Give the number of lines in this listing that contain the word "duplicates", and nothing else.
Start of Excerpted records
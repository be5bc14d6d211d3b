/// Exchange merge: match live positions to known trades, adopt ledger rows,
/// create orphans for the rest and drop entries the exchange no longer reports.
/// A symbol and side never gets a second OPEN trade: a quantity that disagrees
/// with the one already held is flagged for review instead.
use chrono::Utc;
use std::collections::HashSet;
use uuid::Uuid;

use super::matching::{find_claimed_duplicate, find_loose_match, within_tolerance};
use super::state::{PositionRegistry, RegistryState};
use super::types::{EntryKey, SyncResult, TrackedPosition};
use crate::errors::{TradeKeeperError, TradeKeeperResult};
use crate::logger::{self, LogTag};
use crate::types::{ExchangePosition, ExternalId, SessionScope, TradeOrigin};

impl PositionRegistry {
    /// Merge the exchange's open positions into the registry.
    ///
    /// A ledger read failure aborts the merge with an error. Positions matched,
    /// adopted or persisted earlier in the same merge stay in the map (each is
    /// backed by a durable row); no stale entry is dropped.
    ///
    /// A failed orphan or flag write, or a quantity conflict, is reported
    /// through `SyncResult::error`; the entry it concerned is left untouched
    /// and the rest of the merge proceeds.
    pub async fn sync_from_exchange(
        &self,
        positions: &[ExchangePosition],
    ) -> TradeKeeperResult<SyncResult> {
        let mut state = self.state.lock().await;
        let mut result = SyncResult::default();
        let mut claimed: HashSet<EntryKey> = HashSet::new();

        for position in positions {
            if !position.quantity.is_finite() || position.quantity <= 0.0 {
                logger::warning(
                    LogTag::Registry,
                    &format!(
                        "Ignoring exchange position {} {} with quantity {}",
                        position.symbol, position.side, position.quantity
                    ),
                );
                continue;
            }

            // 1. in-memory loose match
            if let Some(key) = find_loose_match(
                &state.entries,
                &claimed,
                &position.symbol,
                position.side,
                position.quantity,
                self.tolerance_fraction,
            ) {
                if let Some(entry) = state.entries.get_mut(&key) {
                    entry.recovered = true;
                }
                claimed.insert(key);
                result.matched += 1;
                logger::debug(
                    LogTag::Registry,
                    &format!(
                        "Matched {} {} qty={} to {}",
                        position.symbol, position.side, position.quantity, key
                    ),
                );
                continue;
            }

            // 2. ledger lookup across every session
            if let Some(key) = self.adopt_from_ledger(&mut state, &claimed, position)? {
                claimed.insert(key);
                result.matched += 1;
                continue;
            }

            // 3/4. re-check for a position already handled in this merge
            if let Some(key) = find_claimed_duplicate(
                &state.entries,
                &claimed,
                &position.symbol,
                position.side,
                position.quantity,
                self.tolerance_fraction,
            ) {
                result.duplicates += 1;
                logger::warning(
                    LogTag::Registry,
                    &format!(
                        "Exchange reported {} {} qty={} twice, already handled as {}",
                        position.symbol, position.side, position.quantity, key
                    ),
                );
                continue;
            }

            // 5. same symbol and side already open with another quantity
            if let Some(key) = self.claim_conflicting(&mut state, &claimed, position, &mut result)? {
                claimed.insert(key);
                result.mismatched += 1;
                continue;
            }

            match self.create_orphan(&mut state, position) {
                Ok(key) => {
                    claimed.insert(key);
                    result.created += 1;
                }
                Err(e) => {
                    logger::error(
                        LogTag::Registry,
                        &format!(
                            "Failed to persist orphan {} {} qty={}: {}",
                            position.symbol, position.side, position.quantity, e
                        ),
                    );
                    result.record_error(format!(
                        "orphan {} {}: {}",
                        position.symbol, position.side, e
                    ));
                }
            }
        }

        self.drop_stale(&mut state, &claimed, &mut result);

        logger::info(
            LogTag::Registry,
            &format!(
                "Exchange sync: {} position(s), matched={} created={} stale={} duplicates={} mismatched={}{}",
                positions.len(),
                result.matched,
                result.created,
                result.stale,
                result.duplicates,
                result.mismatched,
                result
                    .error
                    .as_ref()
                    .map(|e| format!(" error={}", e))
                    .unwrap_or_default()
            ),
        );
        Ok(result)
    }

    fn adopt_from_ledger(
        &self,
        state: &mut RegistryState,
        claimed: &HashSet<EntryKey>,
        position: &ExchangePosition,
    ) -> TradeKeeperResult<Option<EntryKey>> {
        let candidates =
            self.ledger
                .open_trades_for(&position.symbol, position.side, &SessionScope::AnySession)?;

        // newest first; rows already tracked were rejected by the memory match
        let Some(trade) = candidates.iter().find(|trade| {
            let key = EntryKey::Trade(trade.internal_id);
            !claimed.contains(&key)
                && !state.entries.contains_key(&key)
                && within_tolerance(trade.quantity, position.quantity, self.tolerance_fraction)
        }) else {
            return Ok(None);
        };

        let mut entry = TrackedPosition::from_trade(trade);
        entry.recovered = true;
        let key = entry.key;
        state.entries.insert(key, entry);

        logger::info(
            LogTag::Registry,
            &format!(
                "Adopted ledger trade #{} ({} {} qty={}) from session {}",
                trade.internal_id, trade.symbol, trade.side, trade.quantity, trade.session_id
            ),
        );
        Ok(Some(key))
    }

    /// Find the position already open for this symbol and side, in memory
    /// first and then in the ledger. The conflict is flagged for review and
    /// the existing entry is kept so the merge does not report it stale.
    fn claim_conflicting(
        &self,
        state: &mut RegistryState,
        claimed: &HashSet<EntryKey>,
        position: &ExchangePosition,
        result: &mut SyncResult,
    ) -> TradeKeeperResult<Option<EntryKey>> {
        let in_memory = state
            .entries
            .values()
            .filter(|entry| entry.symbol == position.symbol && entry.side == position.side)
            .min_by_key(|entry| claimed.contains(&entry.key))
            .map(|entry| (entry.key, entry.internal_id, entry.quantity));

        let (key, internal_id, held_qty) = match in_memory {
            Some(found) => found,
            None => {
                let candidates = self.ledger.open_trades_for(
                    &position.symbol,
                    position.side,
                    &SessionScope::AnySession,
                )?;
                let Some(trade) = candidates.first() else {
                    return Ok(None);
                };
                let mut entry = TrackedPosition::from_trade(trade);
                entry.recovered = true;
                let key = entry.key;
                state.entries.insert(key, entry);
                (key, Some(trade.internal_id), trade.quantity)
            }
        };

        let reason = format!(
            "exchange reports qty {} but {} is open with qty {}",
            position.quantity, key, held_qty
        );
        logger::warning(
            LogTag::Registry,
            &format!(
                "{} {}: {}, flagged for review",
                position.symbol, position.side, reason
            ),
        );

        if let Some(id) = internal_id {
            if let Err(e) = self.ledger.flag_for_review(id, &reason) {
                logger::error(
                    LogTag::Registry,
                    &format!("Failed to flag trade #{} for review: {}", id, e),
                );
            }
        }
        let conflict = TradeKeeperError::PositionAlreadyOpen {
            symbol: position.symbol.clone(),
            side: position.side,
        };
        result.record_error(format!("{} ({})", conflict, reason));
        Ok(Some(key))
    }

    fn create_orphan(
        &self,
        state: &mut RegistryState,
        position: &ExchangePosition,
    ) -> TradeKeeperResult<EntryKey> {
        let external_id = ExternalId::synthetic();

        let entry = match state.session_id.clone() {
            Some(session_id) => {
                let internal_id = self.ledger.record_trade(
                    &session_id,
                    &position.symbol,
                    position.side,
                    position.avg_price,
                    position.quantity,
                    TradeOrigin::RecoveryOrphan,
                    &external_id,
                    None,
                )?;
                TrackedPosition {
                    key: EntryKey::Trade(internal_id),
                    internal_id: Some(internal_id),
                    external_id: Some(external_id),
                    broker_order_id: None,
                    session_id: Some(session_id),
                    symbol: position.symbol.clone(),
                    side: position.side,
                    quantity: position.quantity,
                    entry_price: position.avg_price,
                    entry_time: Utc::now(),
                    origin: TradeOrigin::RecoveryOrphan,
                    recovered: true,
                    needs_session: false,
                    opened_locally_at: None,
                }
            }
            None => TrackedPosition {
                key: EntryKey::Pending(Uuid::new_v4()),
                internal_id: None,
                external_id: Some(external_id),
                broker_order_id: None,
                session_id: None,
                symbol: position.symbol.clone(),
                side: position.side,
                quantity: position.quantity,
                entry_price: position.avg_price,
                entry_time: Utc::now(),
                origin: TradeOrigin::RecoveryOrphan,
                recovered: true,
                needs_session: true,
                opened_locally_at: None,
            },
        };

        logger::warning(
            LogTag::Registry,
            &format!(
                "Orphan position {} {} qty={} @ {} registered as {}{}",
                entry.symbol,
                entry.side,
                entry.quantity,
                entry.entry_price,
                entry.key,
                if entry.needs_session {
                    " (waiting for session)"
                } else {
                    ""
                }
            ),
        );

        let key = entry.key;
        state.entries.insert(key, entry);
        Ok(key)
    }

    /// Remove entries the exchange did not report. Ledger rows stay OPEN and
    /// are flagged for review; recent local opens are kept.
    fn drop_stale(
        &self,
        state: &mut RegistryState,
        claimed: &HashSet<EntryKey>,
        result: &mut SyncResult,
    ) {
        let stale: Vec<EntryKey> = state
            .entries
            .values()
            .filter(|entry| !claimed.contains(&entry.key))
            .filter(|entry| {
                entry
                    .opened_locally_at
                    .map(|at| at.elapsed() >= self.local_open_grace)
                    .unwrap_or(true)
            })
            .map(|entry| entry.key)
            .collect();

        for key in stale {
            let Some(entry) = state.entries.remove(&key) else {
                continue;
            };
            result.stale += 1;

            let Some(internal_id) = entry.internal_id else {
                logger::info(
                    LogTag::Registry,
                    &format!(
                        "Unbound orphan {} {} no longer on exchange, dropped",
                        entry.symbol, entry.side
                    ),
                );
                continue;
            };

            let reason = format!(
                "absent from exchange at {} (last qty {})",
                Utc::now().to_rfc3339(),
                entry.quantity
            );
            if let Err(e) = self.ledger.flag_for_review(internal_id, &reason) {
                logger::error(
                    LogTag::Registry,
                    &format!("Failed to flag trade #{} for review: {}", internal_id, e),
                );
                result.record_error(format!("flag trade #{}: {}", internal_id, e));
            }
        }
    }
}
End of Excerpted records
Exercise output:
3